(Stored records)
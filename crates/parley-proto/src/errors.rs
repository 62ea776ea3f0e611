//! Error types for the Parley wire format.
//!
//! All errors are structured, testable, and provide actionable information.

use thiserror::Error;

/// Wire-level errors that can occur while parsing or validating BOSH bodies.
#[derive(Error, Debug, Clone, PartialEq, Eq)]
pub enum ProtocolError {
    // Parsing errors
    /// The XML reader rejected the document
    #[error("malformed XML: {0}")]
    Xml(String),

    /// The document contained no element at all
    #[error("document has no root element")]
    EmptyDocument,

    /// More than one top-level element was found
    #[error("document has more than one root element")]
    MultipleRoots,

    /// The document ended before every element was closed
    #[error("unclosed element <{0}>")]
    Unclosed(String),

    /// Element or attribute content was not valid UTF-8
    #[error("invalid UTF-8 in XML content")]
    InvalidUtf8,

    // Validation errors
    /// Root element was not the expected wrapper
    #[error("unexpected root element: expected <{expected}>, got <{found}>")]
    UnexpectedRoot {
        /// Expected element name
        expected: &'static str,
        /// Element name actually found
        found: String,
    },

    /// Elements nested deeper than [`MAX_DEPTH`](crate::element::MAX_DEPTH)
    #[error("elements nested deeper than {limit} levels")]
    TooDeep {
        /// Maximum accepted depth
        limit: usize,
    },

    /// An attribute value could not be interpreted
    #[error("invalid value for attribute {name}: {value:?}")]
    InvalidAttribute {
        /// Attribute name
        name: &'static str,
        /// Offending raw value
        value: String,
    },
}

impl From<quick_xml::Error> for ProtocolError {
    fn from(err: quick_xml::Error) -> Self {
        ProtocolError::Xml(err.to_string())
    }
}

impl From<quick_xml::events::attributes::AttrError> for ProtocolError {
    fn from(err: quick_xml::events::attributes::AttrError) -> Self {
        ProtocolError::Xml(err.to_string())
    }
}

impl From<std::str::Utf8Error> for ProtocolError {
    fn from(_: std::str::Utf8Error) -> Self {
        ProtocolError::InvalidUtf8
    }
}

/// Convenient Result type alias for wire operations
pub type Result<T> = std::result::Result<T, ProtocolError>;
//! Clock and entropy supplied to the engine.
//!
//! A connection draws random bytes for three things: the initial `rid`, the
//! seed of the stanza id counter and SASL client nonces. Each of them comes
//! from its [`Environment`], so a seeded simulation replays identical wire
//! traffic.
//!
//! # The hollow shell
//!
//! Nothing in `parley-core` reads the system clock, sleeps or touches OS
//! entropy. The current time arrives as a method argument; randomness is
//! requested from the environment.
//!
//! Two implementations exist:
//!
//! 1. `SimEnv` in parley-harness: tokio's paused clock, seeded ChaCha20
//! 2. a production environment: monotonic system clock, OS entropy
//!
//! Implementations keep `now()` monotonic, make `random_bytes()` a pure
//! function of the seed under simulation and hold no global state.

use std::{
    fmt::Debug,
    ops::{Add, Sub},
    time::Duration,
};

/// Time, entropy and sleeping for one connection.
///
/// `Instant` is tokio's virtual clock (as `std::time::Instant`) under
/// simulation and the real monotonic clock in production.
///
/// Production implementations must use a cryptographically secure source
/// for `random_bytes()`: SASL nonces come from it.
pub trait Environment: Clone + Send + Sync + 'static {
    /// Point in time; ordered for deadlines, subtractable for request ages
    type Instant: Copy
        + Ord
        + Debug
        + Send
        + Sync
        + Sub<Output = Duration>
        + Add<Duration, Output = Self::Instant>;

    /// Current time.
    ///
    /// Only used to seed a new connection's clock. Every later state
    /// transition receives `now` from the driver.
    fn now(&self) -> Self::Instant;

    /// Resolve after `duration`.
    ///
    /// Used by driver code (delayed retransmissions, idle deadlines), never
    /// by the connection itself.
    fn sleep(&self, duration: Duration) -> impl std::future::Future<Output = ()> + Send;

    /// Fill `buffer` from the environment's RNG
    fn random_bytes(&self, buffer: &mut [u8]);

    /// Random `u32`, big-endian from four RNG bytes
    fn random_u32(&self) -> u32 {
        let mut bytes = [0u8; 4];
        self.random_bytes(&mut bytes);
        u32::from_be_bytes(bytes)
    }

    /// Random `u64`
    fn random_u64(&self) -> u64 {
        let mut bytes = [0u8; 8];
        self.random_bytes(&mut bytes);
        u64::from_be_bytes(bytes)
    }
}

/// Time elapsed from `since` to `now`, zero if `since` lies in the future.
///
/// Delayed retransmissions record their send time ahead of `now`, so plain
/// subtraction is not safe for every `Instant` implementation.
pub(crate) fn elapsed<I>(now: I, since: I) -> Duration
where
    I: Copy + Ord + Sub<Output = Duration>,
{
    if since >= now { Duration::ZERO } else { now - since }
}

● **Prompt**: Every single entry is to be retyped exactly.

● **Reply**:
filename crates/parley-proto/src/errors.rs
repository 62ea776ea3f0e611
//! Error types for the Parley wire format.
//!
//! All errors are structured, testable, and provide actionable information.

use thiserror::Error;

/// Wire-level errors that can occur while parsing or validating BOSH bodies.
#[derive(Error, Debug, Clone, PartialEq, Eq)]
pub enum ProtocolError {
    // Parsing errors
    /// The XML reader rejected the document
    #[error("malformed XML: {0}")]
    Xml(String),

    /// The document contained no element at all
    #[error("document has no root element")]
    EmptyDocument,

    /// More than one top-level element was found
    #[error("document has more than one root element")]
    MultipleRoots,

    /// The document ended before every element was closed
    #[error("unclosed element <{0}>")]
    Unclosed(String),

    /// Element or attribute content was not valid UTF-8
    #[error("invalid UTF-8 in XML content")]
    InvalidUtf8,

    // Validation errors
    /// Root element was not the expected wrapper
    #[error("unexpected root element: expected <{expected}>, got <{found}>")]
    UnexpectedRoot {
        /// Expected element name
        expected: &'static str,
        /// Element name actually found
        found: String,
    },

    /// Elements nested deeper than [`MAX_DEPTH`](crate::element::MAX_DEPTH)
    #[error("elements nested deeper than {limit} levels")]
    TooDeep {
        /// Maximum accepted depth
        limit: usize,
    },

    /// An attribute value could not be interpreted
    #[error("invalid value for attribute {name}: {value:?}")]
    InvalidAttribute {
        /// Attribute name
        name: &'static str,
        /// Offending raw value
        value: String,
    },
}

impl From<quick_xml::Error> for ProtocolError {
    fn from(err: quick_xml::Error) -> Self {
        ProtocolError::Xml(err.to_string())
    }
}

impl From<quick_xml::events::attributes::AttrError> for ProtocolError {
    fn from(err: quick_xml::events::attributes::AttrError) -> Self {
        ProtocolError::Xml(err.to_string())
    }
}

impl From<std::str::Utf8Error> for ProtocolError {
    fn from(_: std::str::Utf8Error) -> Self {
        ProtocolError::InvalidUtf8
    }
}

/// Convenient Result type alias for wire operations
pub type Result<T> = std::result::Result<T, ProtocolError>;
//! Clock and entropy supplied to the engine.
//!
//! A connection draws random bytes for three things: the initial `rid`, the
//! seed of the stanza id counter and SASL client nonces. Each of them comes
//! from its [`Environment`], so a seeded simulation replays identical wire
//! traffic.
//!
//! # The hollow shell
//!
//! Nothing in `parley-core` reads the system clock, sleeps or touches OS
//! entropy. The current time arrives as a method argument; randomness is
//! requested from the environment.
//!
//! Two implementations exist:
//!
//! 1. `SimEnv` in parley-harness: tokio's paused clock, seeded ChaCha20
//! 2. a production environment: monotonic system clock, OS entropy
//!
//! Implementations keep `now()` monotonic, make `random_bytes()` a pure
//! function of the seed under simulation and hold no global state.

use std::{
    fmt::Debug,
    ops::{Add, Sub},
    time::Duration,
};

/// Time, entropy and sleeping for one connection.
///
/// `Instant` is tokio's virtual clock (as `std::time::Instant`) under
/// simulation and the real monotonic clock in production.
///
/// Production implementations must use a cryptographically secure source
/// for `random_bytes()`: SASL nonces come from it.
pub trait Environment: Clone + Send + Sync + 'static {
    /// Point in time; ordered for deadlines, subtractable for request ages
    type Instant: Copy
        + Ord
        + Debug
        + Send
        + Sync
        + Sub<Output = Duration>
        + Add<Duration, Output = Self::Instant>;

    /// Current time.
    ///
    /// Only used to seed a new connection's clock. Every later state
    /// transition receives `now` from the driver.
    fn now(&self) -> Self::Instant;

    /// Resolve after `duration`.
    ///
    /// Used by driver code (delayed retransmissions, idle deadlines), never
    /// by the connection itself.
    fn sleep(&self, duration: Duration) -> impl std::future::Future<Output = ()> + Send;

    /// Fill `buffer` from the environment's RNG
    fn random_bytes(&self, buffer: &mut [u8]);

    /// Random `u32`, big-endian from four RNG bytes
    fn random_u32(&self) -> u32 {
        let mut bytes = [0u8; 4];
        self.random_bytes(&mut bytes);
        u32::from_be_bytes(bytes)
    }

    /// Random `u64`
    fn random_u64(&self) -> u64 {
        let mut bytes = [0u8; 8];
        self.random_bytes(&mut bytes);
        u64::from_be_bytes(bytes)
    }
}

/// Time elapsed from `since` to `now`, zero if `since` lies in the future.
///
/// Delayed retransmissions record their send time ahead of `now`, so plain
/// subtraction is not safe for every `Instant` implementation.
pub(crate) fn elapsed<I>(now: I, since: I) -> Duration
where
    I: Copy + Ord + Sub<Output = Duration>,
{
    if since >= now { Duration::ZERO } else { now - since }
}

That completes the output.